Concluye el crítico del periódico madrileño, fundado por Torcuato Luca de Tena: “el epistolario entre Zuloaga y Marañón —tal como ha llegado a nosotros— se prolonga hasta junio de 1936. Son comunicaciones breves, con referencias a las circunstancias inmediatas familiares o profesionales y un esfuerzo denodado por mantener el optimismo; por cierto, todo hay que decirlo, más evidente e inequívoco por parte de Marañón que de Zuloaga”.
La vida de Ignacio Zuloaga y Zabaleta se extinguió el 30 de octubre de 1945. Contaba 75 años. Quince años le sobrevivió su amigo Gregorio Marañón y Posadillo. Cinco lustros huérfano de Ignacio, el envés de su fondo endotímico, a quien tanto quería.
Las agencias de prensa lanzaron la noticia del deceso: “En la tarde de hoy, 27 de marzo de 1960, y en su domicilio del Paseo de la Castellana, ha fallecido el ilustre médico y escritor Dr. Marañón y Posadillo. Miembro de la Real Academia de Medicina y fundador del Instituto de Patología Médica, a lo largo de su dilatada vida académica publicó numerosos títulos de índole científica, además de diversos ensayos históricos. Numerosas personalidades del mundo científico y político, entre ellas el Caudillo, han testimoniado su pésame. El entierro se efectuará mañana” (fig. 4).
Una inmensa muchedumbre acudió al entierro. Del catedrático al estudiante, del general al soldado, del aristócrata al obrero, todos estaban allí y acompañaron su cadáver por las calles de Madrid. Hacía frío y del cielo caía una lluvia muy fina que se mezclaba con las lágrimas que derramaban los ojos del pueblo español (Gregorio Marañón Moya, en el prólogo para la nueva edición francesa de Liberalismo y Comunismo, editado por Les Nouvelles Editions Latines, febrero de 1961 (fig. 5).

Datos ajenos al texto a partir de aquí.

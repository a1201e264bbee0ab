//! Field parsers for the formats the exported experiment table uses.

use chrono::{DateTime, NaiveDate, NaiveDateTime, NaiveTime};

const DATETIME_FORMATS: [&str; 3] = ["%Y-%m-%d %H:%M:%S", "%Y-%m-%d %H:%M:%S%.f", "%Y-%m-%dT%H:%M:%S%.f"];

/// Parses a boolean written as `0/1`, `0.0/1.0` or `true/false` in any case.
pub fn parse_flag(raw: &str) -> Result<bool, String> {
    match raw.trim().to_ascii_lowercase().as_str() {
        "1" | "1.0" | "true" | "t" => Ok(true),
        "0" | "0.0" | "false" | "f" => Ok(false),
        other => Err(format!("'{other}' is not a boolean")),
    }
}

/// Parses a timestamp as a naive date-time.
///
/// Accepts `YYYY-MM-DD HH:MM:SS[.f]`, `YYYY-MM-DDTHH:MM:SS[.f]`, RFC 3339 (converted
/// to UTC) and a bare `YYYY-MM-DD`, which is taken as midnight.
pub fn parse_timestamp(raw: &str) -> Result<NaiveDateTime, String> {
    let raw = raw.trim();
    for format in DATETIME_FORMATS {
        if let Ok(ts) = NaiveDateTime::parse_from_str(raw, format) {
            return Ok(ts);
        }
    }
    if let Ok(ts) = DateTime::parse_from_rfc3339(raw) {
        return Ok(ts.naive_utc());
    }
    NaiveDate::parse_from_str(raw, "%Y-%m-%d")
        .map(|date| date.and_time(NaiveTime::MIN))
        .map_err(|_| format!("'{raw}' is not a recognised timestamp"))
}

La RSBAP, en su Boletín de 1968/II, con el título de “Miscelánea. D. Gregorio Marañón”, publicó un artículo in memóriam que finalizaba así, y con su texto acabo: “pero ya no sentiremos más la satisfacción de verlo, ni el gozo de oírlo. Tendremos, sin embargo, su obra, a la que volveremos con frecuencia no sólo para recrearnos en la limpidez de su prosa transparente, acaso como ninguna en nuestro tiempo, y recordar sus magistrales exposiciones, sino para hacernos la ilusión de que no se ha ido, de que le seguimos oyendo todavía, aunque desgraciadamente no sea más que una ilusión. Que el Señor le haya concedido toda la Gloria que se merecía”.